Die digitale Shadow Workforce: Globale Wertschöpfung und postkoloniale Kontinuitäten
摘要
Die großen Techfirmen wie Alphabet (Google), Amazon, Apple, Meta (Facebook) und Microsoft gelten oftmals als der Inbegriff von Innovation und wirtschaftlichem Erfolg. Milliarden von User*innen nutzen ihre Produkte und Dienstleistungen für die alltägliche Kommunikation, den Konsum und die Büroarbeit. Doch nur die wenigsten der User*innen sind sich über die Bedingungen der Herstellung, Instandhaltung und Bereitstellung dieser Dienstleistungen und Produkte bewusst.
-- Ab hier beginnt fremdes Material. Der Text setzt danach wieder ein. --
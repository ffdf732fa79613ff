use thiserror::Error;

/// All errors that the crate can generate
#[derive(Error, Debug)]
pub enum LabelError {
    #[error("no tags were supplied to lay out")]
    /// The tag collection was empty; nothing is laid out and no document is produced
    EmptyInput,

    #[error("page geometry is invalid: {0}")]
    /// The supplied [PageGeometry](crate::PageGeometry) cannot produce a usable grid
    InvalidGeometry(String),

    #[error("code payload template is unusable: {0}")]
    /// The payload template would not produce an absolute URL
    InvalidTemplate(String),

    #[error("no label item matches placement `{0}`")]
    /// A placement was handed to the renderer without its matching label item
    MissingItem(String),

    #[error("text metrics are unavailable: {0}")]
    /// Text could not be measured, so no trustworthy layout can be computed
    MetricsUnavailable(String),

    #[error("failed to generate code image: {0}")]
    /// The scannable code for a tag could not be generated or encoded
    CodeImage(String),

    #[error("rendered document is malformed: {0}")]
    /// The assembled PDF failed its structural self-check
    MalformedOutput(&'static str),

    #[error(transparent)]
    /// [owned_ttf_parser] failed to parse the font
    Font(#[from] owned_ttf_parser::FaceParsingError),

    #[error(transparent)]
    /// An I/O error occurred
    Io(#[from] std::io::Error),
}

/// Coarse classification of a [LabelError], for callers that map failures onto
/// distinct user-facing responses
#[derive(Debug, Copy, Clone, PartialEq, Eq)]
pub enum ErrorKind {
    /// The request itself was unusable
    Input,
    /// A text or image backend failed
    Resource,
    /// The rendering backend produced a corrupt document
    Integrity,
}

impl LabelError {
    pub fn kind(&self) -> ErrorKind {
        match self {
            LabelError::EmptyInput
            | LabelError::InvalidGeometry(_)
            | LabelError::InvalidTemplate(_)
            | LabelError::MissingItem(_) => ErrorKind::Input,
            LabelError::MetricsUnavailable(_)
            | LabelError::CodeImage(_)
            | LabelError::Font(_)
            | LabelError::Io(_) => ErrorKind::Resource,
            LabelError::MalformedOutput(_) => ErrorKind::Integrity,
        }
    }
}

impl From<qrcode::types::QrError> for LabelError {
    fn from(e: qrcode::types::QrError) -> Self {
        LabelError::CodeImage(e.to_string())
    }
}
Denn jenseits der hochqualifizierten Programmierer*innen, Designer*innen und Ingenieur*innen existiert eine Vielzahl von Jobs, die als prekär, entfremdet und niedrig entlohnt gelten können. Eine globale Shadow Workforce operiert unsichtbar für das Auge westlicher Konsument*innen, ihre Arbeit wird oftmals in Niedriglohnländern des globalen Südens verrichtet. Die Externalisierung solcher Tätigkeiten, bei der postkoloniale Kontinuitäten eine wichtige Rolle spielen, werden an zwei Beispielen dargestellt: den philippinischen und indischen Social Content-Moderator*innen, die bei outgesourcten Dienstleistern die Netzwerke von Facebook von verstörenden Inhalten säubern und die chinesischen Industriearbeiter*innen, die unter harten Arbeitsbedingungen beim Zulieferer Foxconn die neuesten iPhone-Modelle herstellen. Der Beitrag gibt einen Überblick, wie der digitale Kapitalismus auf globale Wertschöpfungsketten aufsetzt und so hohe Renditen für Investor*innen erwirtschaftet. Diese Strukturen stehen in der Kontinuität der globalen Arbeitsteilung, ihre Verschleierung ist ein Kennzeichen der digitalen Ökonomie zu Beginn des 21. Jahrhunderts.